Image is the book cover for the autobiography Girl, Interrupted.

Photo courtesy of Goodreads.


***Content Warning: Please be advised that this post discusses aspects of Girl, Interrupted, a book and feature film that contain strong elements of suicide, self-harm, and other mental health concerns/disorders.***

Girl, Interrupted, a 1993 memoir written by Susanna Kaysen, depicts her life in the sixties as she is diagnosed with borderline personality disorder and sent to a psychiatric hospital. For the next two years, Kaysen illustrates her time in this Massachusetts hospital, from the other patients she meets, to the treatment she receives, to the minute by minute surveillance by the staff, unable to even shave her legs without supervision. Kaysen describes this period of her life in intense detail, where readers cannot help but feel extreme sympathy and pain for her and the other patients. Lisa Rowe, Daisy Randone, Georgina Tuskin, and Polly Clark, who are admitted to McLean Hospital for all sorts of mental illnesses and personality disorders, play a large role in both Susanna’s suffering and growth over time. Girl, Interrupted, while should be read with caution due to the discussion of suicide, eating disorders, and self-harm acts, provides a glimpse into the reality of mental health treatment during the 1960s. Additionally, readers can understand the importance of getting help when you need it and pushing past the impossible to gain back your freedom. 

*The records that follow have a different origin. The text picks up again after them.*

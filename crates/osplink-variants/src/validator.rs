use std::fmt;

use osplink_frame::address;
use osplink_frame::{
    is_legal_payload_size, psi_for, Checksum, Header, Topology, MIN_TELEGRAM_SIZE, PREAMBLE,
};

use crate::registry::VariantRegistry;
use crate::variant::{SizeMask, TelegramVariant};

const TID_INITBIDIR: u8 = 0x02;
const TID_INITLOOP: u8 = 0x03;

/// The kind of exchange a telegram is sent with.
#[derive(Debug, Clone, Copy, PartialEq, Eq)]
pub enum Exchange {
    /// Transmit only; no response is awaited.
    SendOnly,
    /// Transmit and wait for a response.
    SendReceive,
}

/// What the validator knows beyond the telegram bytes.
#[derive(Debug, Clone, Copy, Default)]
pub struct ValidationContext {
    pub checksum: Checksum,
    /// Checked against the variant's response size when set.
    pub exchange: Option<Exchange>,
    /// Checked against the init telegrams when set.
    pub topology: Option<Topology>,
    /// Validate against this variant instead of looking one up by tid and size.
    pub variant: Option<usize>,
}

/// One independent observation about a telegram.
#[derive(Debug, Clone, PartialEq, Eq)]
pub enum Finding {
    TooShort { len: usize },
    BadPreamble { found: u8 },
    IllegalAddress { address: u16 },
    NoInfo { tid: u8 },
    NoBroadcast { label: String },
    NoMulticast { label: String },
    PayloadSize { label: String, size: usize, legal: SizeMask },
    IllegalPayloadSize { size: usize },
    SizeIndicator { size: usize, expected: u8, found: u8 },
    Checksum { found: u8, expected: u8 },
    UnexpectedReceive { label: String },
    MissingReceive { label: String },
    Topology { label: String, topology: Topology },
}

impl fmt::Display for Finding {
    fn fmt(&self, f: &mut fmt::Formatter<'_>) -> fmt::Result {
        match self {
            Self::TooShort { len } => write!(
                f,
                "minimal telegram length is {MIN_TELEGRAM_SIZE} bytes, got {len} (other validation skipped)"
            ),
            Self::BadPreamble { found } => {
                write!(f, "first nibble should be preamble ({PREAMBLE:X}) but is {found:X}")
            }
            Self::IllegalAddress { address } => write!(f, "illegal addr {address:03X}"),
            Self::NoInfo { tid } => write!(f, "no info {tid:02X}/??? to validate against"),
            Self::NoBroadcast { label } => write!(f, "{label} does not support broadcast"),
            Self::NoMulticast { label } => write!(f, "{label} does not support multicast"),
            Self::PayloadSize { label, size, legal } => write!(
                f,
                "{label} does not have {size} bytes as payload, but {legal}"
            ),
            Self::IllegalPayloadSize { size } => {
                write!(f, "illegal payload size {size} (allowed is 0,1,2,3,4,6,8)")
            }
            Self::SizeIndicator {
                size,
                expected,
                found,
            } => write!(
                f,
                "payload is {size} bytes so psi should be {expected} but is {found}"
            ),
            Self::Checksum { found, expected } => {
                write!(f, "crc {found:02X} is incorrect (should be {expected:02X})")
            }
            Self::UnexpectedReceive { label } => write!(
                f,
                "a receive command is given, but {label} has no response"
            ),
            Self::MissingReceive { label } => write!(
                f,
                "{label} triggers response, but a tx only command is given"
            ),
            Self::Topology { label, topology } => {
                write!(f, "{label} does not match dirmux mode {topology}")
            }
        }
    }
}

impl VariantRegistry {
    /// Check raw telegram bytes against the protocol rules and this
    /// knowledge base.
    ///
    /// Never fails; every rule that is violated adds one finding. A telegram
    /// shorter than four bytes yields only [`Finding::TooShort`].
    pub fn validate(&self, bytes: &[u8], ctx: &ValidationContext) -> Vec<Finding> {
        let mut findings = Vec::new();
        let Some(header) = Header::parse(bytes).filter(|_| bytes.len() >= MIN_TELEGRAM_SIZE) else {
            findings.push(Finding::TooShort { len: bytes.len() });
            return findings;
        };
        let size = bytes.len() - MIN_TELEGRAM_SIZE;

        let index = ctx
            .variant
            .filter(|&i| i < self.len())
            .unwrap_or_else(|| self.find(header.tid, size));
        let variant = &self.variants()[index];

        if header.preamble != PREAMBLE {
            findings.push(Finding::BadPreamble {
                found: header.preamble,
            });
        }
        if !address::is_valid(header.address) {
            findings.push(Finding::IllegalAddress {
                address: header.address,
            });
        }

        if variant.has_info() {
            check_variant(self, variant, &header, size, ctx, &mut findings);
        } else {
            findings.push(Finding::NoInfo { tid: header.tid });
        }

        if !is_legal_payload_size(size) {
            findings.push(Finding::IllegalPayloadSize { size });
        } else if psi_for(size) != header.psi {
            findings.push(Finding::SizeIndicator {
                size,
                expected: psi_for(size),
                found: header.psi,
            });
        }

        let (body, last) = bytes.split_at(bytes.len() - 1);
        let expected = ctx.checksum.compute(body);
        if last[0] != expected {
            findings.push(Finding::Checksum {
                found: last[0],
                expected,
            });
        }

        findings
    }
}

fn check_variant(
    registry: &VariantRegistry,
    variant: &TelegramVariant,
    header: &Header,
    size: usize,
    ctx: &ValidationContext,
    findings: &mut Vec<Finding>,
) {
    let label = variant.label();

    match ctx.exchange {
        Some(Exchange::SendReceive) if !variant.has_response() => {
            findings.push(Finding::UnexpectedReceive {
                label: label.clone(),
            });
        }
        Some(Exchange::SendOnly) if variant.has_response() => {
            findings.push(Finding::MissingReceive {
                label: label.clone(),
            });
        }
        _ => {}
    }

    if !variant.supports_broadcast() && address::is_broadcast_or_multicast(header.address) {
        let label = label.clone();
        findings.push(if header.address == address::BROADCAST {
            Finding::NoBroadcast { label }
        } else {
            Finding::NoMulticast { label }
        });
    }

    if !variant.sizes.contains(size) {
        findings.push(Finding::PayloadSize {
            label: label.clone(),
            size,
            legal: registry.legal_sizes(variant.tid),
        });
    }

    let clash = match (variant.tid, ctx.topology) {
        (TID_INITBIDIR, Some(Topology::Loop)) => Some(Topology::Loop),
        (TID_INITLOOP, Some(Topology::Bidir)) => Some(Topology::Bidir),
        _ => None,
    };
    if let Some(topology) = clash {
        findings.push(Finding::Topology { label, topology });
    }
}
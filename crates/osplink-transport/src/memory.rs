use std::collections::VecDeque;

use osplink_frame::{hex_bytes, Checksum, Topology};
use tracing::debug;

use crate::check::check_response;
use crate::status::Status;
use crate::traits::{frame_size_ok, Counters, Transport};

/// Transport without a bus behind it.
///
/// Sent frames are recorded; responses are taken from a script queued
/// up front. Used for offline sessions and tests.
#[derive(Debug, Default)]
pub struct MemoryTransport {
    sent: Vec<Vec<u8>>,
    responses: VecDeque<Vec<u8>>,
    checksum: Checksum,
    topology: Topology,
    counters: Counters,
}

impl MemoryTransport {
    pub fn new() -> Self {
        Self::default()
    }

    /// Check scripted responses with `checksum` instead of the default.
    pub fn with_checksum(checksum: Checksum) -> Self {
        Self {
            checksum,
            ..Self::default()
        }
    }

    /// Queue the response for the next `transmit_receive`.
    pub fn push_response(&mut self, response: impl Into<Vec<u8>>) {
        self.responses.push_back(response.into());
    }

    /// Frames sent so far, oldest first.
    pub fn sent(&self) -> &[Vec<u8>] {
        &self.sent
    }

    pub fn take_sent(&mut self) -> Vec<Vec<u8>> {
        std::mem::take(&mut self.sent)
    }

    /// Number of scripted responses not consumed yet.
    pub fn pending_responses(&self) -> usize {
        self.responses.len()
    }

    fn record(&mut self, frame: &[u8]) {
        debug!(frame = %hex_bytes(frame), "memory transport send");
        self.sent.push(frame.to_vec());
        self.counters.tx += 1;
    }
}

impl Transport for MemoryTransport {
    fn transmit(&mut self, frame: &[u8]) -> Status {
        if !frame_size_ok(frame) {
            return Status::TxSize;
        }
        self.record(frame);
        Status::Ok
    }

    fn transmit_receive(&mut self, frame: &[u8], expected: Option<usize>) -> (Vec<u8>, Status) {
        if !frame_size_ok(frame) {
            return (Vec::new(), Status::TxSize);
        }
        self.record(frame);
        self.counters.rx += 1;
        match self.responses.pop_front() {
            Some(response) => {
                let status = check_response(&response, expected, self.checksum);
                (response, status)
            }
            None => (Vec::new(), Status::NoResponse),
        }
    }

    fn topology(&self) -> Topology {
        self.topology
    }

    fn set_topology(&mut self, topology: Topology) {
        self.topology = topology;
    }

    fn counters(&self) -> Counters {
        self.counters
    }

    fn reset_counters(&mut self) {
        self.counters = Counters::default();
    }

    fn name(&self) -> &'static str {
        "memory"
    }
}
use osplink_frame::Topology;

use crate::status::Status;

/// Number of telegrams sent and received since the last reset.
#[derive(Debug, Clone, Copy, Default, PartialEq, Eq)]
pub struct Counters {
    pub tx: u32,
    pub rx: u32,
}

/// A link to a chain of OSP nodes.
///
/// Implementations only move bytes: frames are handed over fully built,
/// and the caller decides how to interpret the returned [`Status`].
pub trait Transport {
    /// Send a telegram that does not expect a response.
    fn transmit(&mut self, frame: &[u8]) -> Status;

    /// Send a telegram and wait for its response.
    ///
    /// With `expected` set, a response of any other length is reported as
    /// [`Status::RxSize`]; the received bytes are returned either way.
    fn transmit_receive(&mut self, frame: &[u8], expected: Option<usize>) -> (Vec<u8>, Status);

    fn topology(&self) -> Topology;

    fn set_topology(&mut self, topology: Topology);

    fn counters(&self) -> Counters;

    fn reset_counters(&mut self);

    /// Short name for diagnostics.
    fn name(&self) -> &'static str;
}

impl<T: Transport + ?Sized> Transport for Box<T> {
    fn transmit(&mut self, frame: &[u8]) -> Status {
        (**self).transmit(frame)
    }

    fn transmit_receive(&mut self, frame: &[u8], expected: Option<usize>) -> (Vec<u8>, Status) {
        (**self).transmit_receive(frame, expected)
    }

    fn topology(&self) -> Topology {
        (**self).topology()
    }

    fn set_topology(&mut self, topology: Topology) {
        (**self).set_topology(topology)
    }

    fn counters(&self) -> Counters {
        (**self).counters()
    }

    fn reset_counters(&mut self) {
        (**self).reset_counters()
    }

    fn name(&self) -> &'static str {
        (**self).name()
    }
}

/// Whether `frame` can be put on the wire at all.
pub(crate) fn frame_size_ok(frame: &[u8]) -> bool {
    !frame.is_empty() && frame.len() <= osplink_frame::MAX_TELEGRAM_SIZE
}
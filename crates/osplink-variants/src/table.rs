//! Compiled-in OSP telegram knowledge base.
//!
//! One row per known telegram variant, plus an empty row for every
//! identifier nothing is known about, so the table covers 00..7F
//! without gaps. Rows must stay ordered by tid.

use std::borrow::Cow;

use crate::variant::{Casting, SizeMask, TelegramVariant};

/// Static form of a [`TelegramVariant`], built with `const fn`s.
#[derive(Debug, Clone, Copy)]
pub struct Row {
    tid: u8,
    name: Option<&'static str>,
    casting: Casting,
    sizes: SizeMask,
    response_size: u8,
    tele_args: Option<&'static str>,
    resp_args: Option<&'static str>,
    description: Option<&'static str>,
}

impl Row {
    const fn serial(self) -> Self {
        Self {
            casting: Casting::Serial,
            ..self
        }
    }

    const fn args(self, tele_args: &'static str) -> Self {
        Self {
            tele_args: Some(tele_args),
            ..self
        }
    }

    const fn response(self, size: u8, resp_args: &'static str) -> Self {
        Self {
            response_size: size,
            resp_args: Some(resp_args),
            ..self
        }
    }
}

impl From<Row> for TelegramVariant {
    fn from(row: Row) -> Self {
        Self {
            tid: row.tid,
            name: row.name.map(Cow::Borrowed),
            casting: row.casting,
            sizes: row.sizes,
            response_size: row.response_size,
            tele_args: row.tele_args.map(Cow::Borrowed),
            resp_args: row.resp_args.map(Cow::Borrowed),
            description: row.description.map(Cow::Borrowed),
        }
    }
}

const fn tele(tid: u8, name: &'static str, sizes: SizeMask, description: &'static str) -> Row {
    Row {
        tid,
        name: Some(name),
        casting: Casting::Unicast,
        sizes,
        response_size: 0,
        tele_args: None,
        resp_args: None,
        description: Some(description),
    }
}

const fn none(tid: u8) -> Row {
    Row {
        tid,
        name: None,
        casting: Casting::Unicast,
        sizes: SizeMask::EMPTY,
        response_size: 0,
        tele_args: None,
        resp_args: None,
        description: None,
    }
}

const P0: SizeMask = SizeMask::size(0);
const P1: SizeMask = SizeMask::size(1);
const P2: SizeMask = SizeMask::size(2);
const P3: SizeMask = SizeMask::size(3);
const P6: SizeMask = SizeMask::size(6);
const P8: SizeMask = SizeMask::size(8);

/// The OSP telegram set for RGBI and SAID nodes.
pub static TELEGRAMS: &[Row] = &[
    // 00..1F: chain management
    tele(0x00, "reset", P0, "Resets the addressed nodes to their power-on state; addresses, setup and PWM settings are lost."),
    tele(0x01, "clrerror", P0, "Clears the error flags of the addressed nodes so that they can leave the failsafe state."),
    tele(0x02, "initbidir", P0, "Assigns consecutive addresses to all nodes, starting at the addressed one; the last node responds back over the chain (bidirectional).")
        .serial()
        .response(2, "temp stat"),
    tele(0x03, "initloop", P0, "Assigns consecutive addresses to all nodes, starting at the addressed one; the last node responds via the loop back wire.")
        .serial()
        .response(2, "temp stat"),
    tele(0x04, "gosleep", P0, "Switches the addressed nodes to sleep; LEDs off and PWM stopped."),
    tele(0x05, "goactive", P0, "Switches the addressed nodes to active; PWM generators start driving the LEDs."),
    tele(0x06, "godeepsleep", P0, "Switches the addressed nodes to deep sleep; only a wake-up on the serial line is detected."),
    tele(0x07, "identify", P0, "Returns the identification word of the node, telling its product type and revision.")
        .response(4, "id(4)"),
    tele(0x08, "p4errbidir", P0, "Pings the chain for the first node with an error flag set (bidirectional).")
        .serial()
        .response(2, "temp stat"),
    tele(0x09, "p4errloop", P0, "Pings the chain for the first node with an error flag set (loop).")
        .serial()
        .response(2, "temp stat"),
    tele(0x0A, "asktinfo", P0, "Collects the highest temperature of all nodes in the chain.")
        .serial()
        .response(2, "temp stat"),
    tele(0x0B, "askvinfo", P0, "Collects the lowest supply voltage of all nodes in the chain.")
        .serial()
        .response(2, "volt stat"),
    tele(0x0C, "readmult", P0, "Returns the multicast group membership mask of the node.")
        .response(2, "groups(2)"),
    tele(0x0D, "setmult", P2, "Sets the multicast group membership mask of the node; bit n makes the node respond to group address 3Fn.")
        .args("groups(2)"),
    none(0x0E),
    tele(0x0F, "sync", P0, "Makes all nodes apply their pending PWM settings at once (synchronized update)."),
    none(0x10),
    tele(0x11, "idle", P0, "Keeps the communication going without any effect on node state."),
    tele(0x12, "foundry", P0, "Enters the foundry test mode; only for production test."),
    tele(0x13, "cust", P0, "Enters customer mode, which unlocks OTP programming."),
    tele(0x14, "burn", P0, "Burns the OTP mirror into the one-time programmable memory; needs customer mode."),
    tele(0x15, "settestpw", P6, "Stores the 48-bit test password; OTP writes in customer mode need it.")
        .args("pw(6)"),
    none(0x16),
    none(0x17),
    none(0x18),
    none(0x19),
    none(0x1A),
    none(0x1B),
    none(0x1C),
    none(0x1D),
    none(0x1E),
    none(0x1F),
    // 20..3F: status request twins of 00..1F
    none(0x20),
    tele(0x21, "clrerror_sr", P0, "Clears the error flags like clrerror and returns the resulting status.")
        .response(1, "stat"),
    none(0x22),
    none(0x23),
    tele(0x24, "gosleep_sr", P0, "Switches to sleep like gosleep and returns the resulting status.")
        .response(1, "stat"),
    tele(0x25, "goactive_sr", P0, "Switches to active like goactive and returns the resulting status.")
        .response(1, "stat"),
    tele(0x26, "godeepsleep_sr", P0, "Switches to deep sleep like godeepsleep and returns the resulting status.")
        .response(1, "stat"),
    none(0x27),
    none(0x28),
    none(0x29),
    none(0x2A),
    none(0x2B),
    none(0x2C),
    tele(0x2D, "setmult_sr", P2, "Sets the multicast group mask like setmult and returns the resulting status.")
        .args("groups(2)")
        .response(1, "stat"),
    none(0x2E),
    none(0x2F),
    none(0x30),
    none(0x31),
    none(0x32),
    none(0x33),
    none(0x34),
    none(0x35),
    none(0x36),
    none(0x37),
    none(0x38),
    none(0x39),
    none(0x3A),
    none(0x3B),
    none(0x3C),
    none(0x3D),
    none(0x3E),
    none(0x3F),
    // 40..5F: node configuration
    tele(0x40, "readstat", P0, "Returns the status byte of the node: state and error flags.")
        .response(1, "stat"),
    none(0x41),
    tele(0x42, "readtempstat", P0, "Returns the die temperature and the status byte of the node.")
        .response(2, "temp stat"),
    none(0x43),
    tele(0x44, "readcomst", P0, "Returns the physical layer status (LVDS, EOL, CAN, MCU) of both serial ports.")
        .response(1, "com"),
    none(0x45),
    tele(0x46, "readledst", P0, "Returns the open and short detection flags of all LED channels.")
        .response(1, "ledst"),
    none(0x47),
    tele(0x48, "readtemp", P0, "Returns the raw die temperature reading.")
        .response(1, "temp"),
    none(0x49),
    tele(0x4A, "readotth", P0, "Returns the over-temperature thresholds and hysteresis.")
        .response(3, "otth(3)"),
    tele(0x4B, "setotth", P3, "Sets the over-temperature thresholds and hysteresis.")
        .args("otth(3)"),
    tele(0x4C, "readsetup", P0, "Returns the setup flags: PWM speed, temperature compensation, CRC and error masks.")
        .response(1, "flags"),
    tele(0x4D, "setsetup", P1, "Sets the setup flags: PWM speed, temperature compensation, CRC and error masks.")
        .args("flags"),
    tele(0x4E, "readpwm", P0, "Returns the PWM settings of the red, green and blue channel of an RGBI node.")
        .response(6, "red(2) green(2) blue(2)"),
    tele(0x4E, "readpwmchn", P1, "Returns the PWM settings of the three drivers of channel chn of a SAID node.")
        .args("chn")
        .response(6, "red(2) green(2) blue(2)"),
    tele(0x4F, "setpwm", P6, "Sets the PWM settings of the red, green and blue channel of an RGBI node.")
        .args("red(2) green(2) blue(2)"),
    tele(0x4F, "setpwmchn", P8, "Sets the PWM settings of the three drivers of channel chn of a SAID node; ff is a filler byte.")
        .args("chn ff red(2) green(2) blue(2)"),
    tele(0x50, "readcurchn", P1, "Returns the current level and flags of channel chn of a SAID node.")
        .args("chn")
        .response(2, "flags cur"),
    tele(0x51, "setcurchn", P2, "Sets the current level and flags of channel chn of a SAID node.")
        .args("chn cur"),
    none(0x52),
    none(0x53),
    none(0x54),
    none(0x55),
    none(0x56),
    none(0x57),
    tele(0x58, "readotp", P1, "Returns eight bytes of OTP memory starting at otpaddr.")
        .args("otpaddr")
        .response(8, "data(8)"),
    tele(0x59, "setotp", SizeMask::range(2, 8), "Writes up to seven bytes into the OTP mirror starting at otpaddr.")
        .args("otpaddr data(1..7)"),
    tele(0x5A, "readi2ccfg", P0, "Returns the I2C bridge configuration: flags and bus speed.")
        .response(2, "flags speed"),
    tele(0x5B, "seti2ccfg", P2, "Sets the I2C bridge configuration: flags and bus speed.")
        .args("flags speed"),
    tele(0x5C, "i2cread8", P3, "Reads count bytes from register raddr of I2C device daddr7; fetch them with readlast.")
        .args("daddr7 raddr count"),
    tele(0x5D, "i2cwrite8", SizeMask::range(3, 8), "Writes data bytes to register raddr of I2C device daddr7.")
        .args("daddr7 raddr data(1..6)"),
    tele(0x5E, "readlast", P0, "Returns the bytes collected by the last I2C read.")
        .response(8, "data(8)"),
    none(0x5F),
    // 60..7F: status request twins of 40..5F
    none(0x60),
    none(0x61),
    none(0x62),
    none(0x63),
    none(0x64),
    none(0x65),
    none(0x66),
    none(0x67),
    none(0x68),
    none(0x69),
    none(0x6A),
    tele(0x6B, "setotth_sr", P3, "Sets the over-temperature thresholds like setotth and returns the resulting status.")
        .args("otth(3)")
        .response(1, "stat"),
    none(0x6C),
    tele(0x6D, "setsetup_sr", P1, "Sets the setup flags like setsetup and returns the resulting status.")
        .args("flags")
        .response(1, "stat"),
    none(0x6E),
    tele(0x6F, "setpwm_sr", P6, "Sets the PWM settings like setpwm and returns the resulting status.")
        .args("red(2) green(2) blue(2)")
        .response(1, "stat"),
    tele(0x6F, "setpwmchn_sr", P8, "Sets the channel PWM settings like setpwmchn and returns the resulting status.")
        .args("chn ff red(2) green(2) blue(2)")
        .response(1, "stat"),
    none(0x70),
    tele(0x71, "setcurchn_sr", P2, "Sets the channel current like setcurchn and returns the resulting status.")
        .args("chn cur")
        .response(1, "stat"),
    none(0x72),
    none(0x73),
    none(0x74),
    none(0x75),
    none(0x76),
    none(0x77),
    none(0x78),
    tele(0x79, "setotp_sr", SizeMask::range(2, 8), "Writes the OTP mirror like setotp and returns the resulting status.")
        .args("otpaddr data(1..7)")
        .response(1, "stat"),
    none(0x7A),
    tele(0x7B, "seti2ccfg_sr", P2, "Sets the I2C bridge configuration like seti2ccfg and returns the resulting status.")
        .args("flags speed")
        .response(1, "stat"),
    tele(0x7C, "i2cread8_sr", P3, "Starts an I2C read like i2cread8 and returns the resulting status.")
        .args("daddr7 raddr count")
        .response(1, "stat"),
    tele(0x7D, "i2cwrite8_sr", SizeMask::range(3, 8), "Starts an I2C write like i2cwrite8 and returns the resulting status.")
        .args("daddr7 raddr data(1..6)")
        .response(1, "stat"),
    none(0x7E),
    none(0x7F),
];

/// The compiled-in table as owned variants.
pub fn builtin_variants() -> Vec<TelegramVariant> {
    TELEGRAMS.iter().copied().map(TelegramVariant::from).collect()
}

The movie adaptation, directed by James Mangold and released in 1999, follows a similar story to the one Kaysen depicts in her memoir. However, there are several relevant plot lines in the novel that are left out of this film. Winona Ryder, who plays Susanna, executes her role quite well, portraying a young girl left to be institutionalized by a society who believes that anyone with a mental illness should be locked away. Through this movie, viewers can understand the pain and suffering that these patients experience and share their frustration for how the hospital treats them. It should be noted that this film is rated R and includes scenes of suicide and violence that may be unsuitable for some audiences.

So… Flip or Flick?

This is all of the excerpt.